* **DATA FOR REVIEW**
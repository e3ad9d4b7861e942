pub mod bill;
pub mod config;
pub mod error;
pub mod store;

pub use bill::{
    build_bill, list_bills, stage_upload, submit, validate_file_extension, Bill, BillForm,
    BillStatus, DisplayBill, ExpenseType, NewBillSession,
};
pub use config::{Config, Session, UserType};
pub use error::{BilledError, ErrorKind, FetchError, Result, StoreError, SubmitError, UploadError};
pub use store::{BillsStore, HttpStore, LocalStore, MemoryStore};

* **ABOUT THIS TASK**
Set down every record above exactly as written.

* **SOLVED EXERCISE**
repository e3ad9d4b7861e942
pub mod bill;
pub mod config;
pub mod error;
pub mod store;

pub use bill::{
    build_bill, list_bills, stage_upload, submit, validate_file_extension, Bill, BillForm,
    BillStatus, DisplayBill, ExpenseType, NewBillSession,
};
pub use config::{Config, Session, UserType};
pub use error::{BilledError, ErrorKind, FetchError, Result, StoreError, SubmitError, UploadError};
pub use store::{BillsStore, HttpStore, LocalStore, MemoryStore};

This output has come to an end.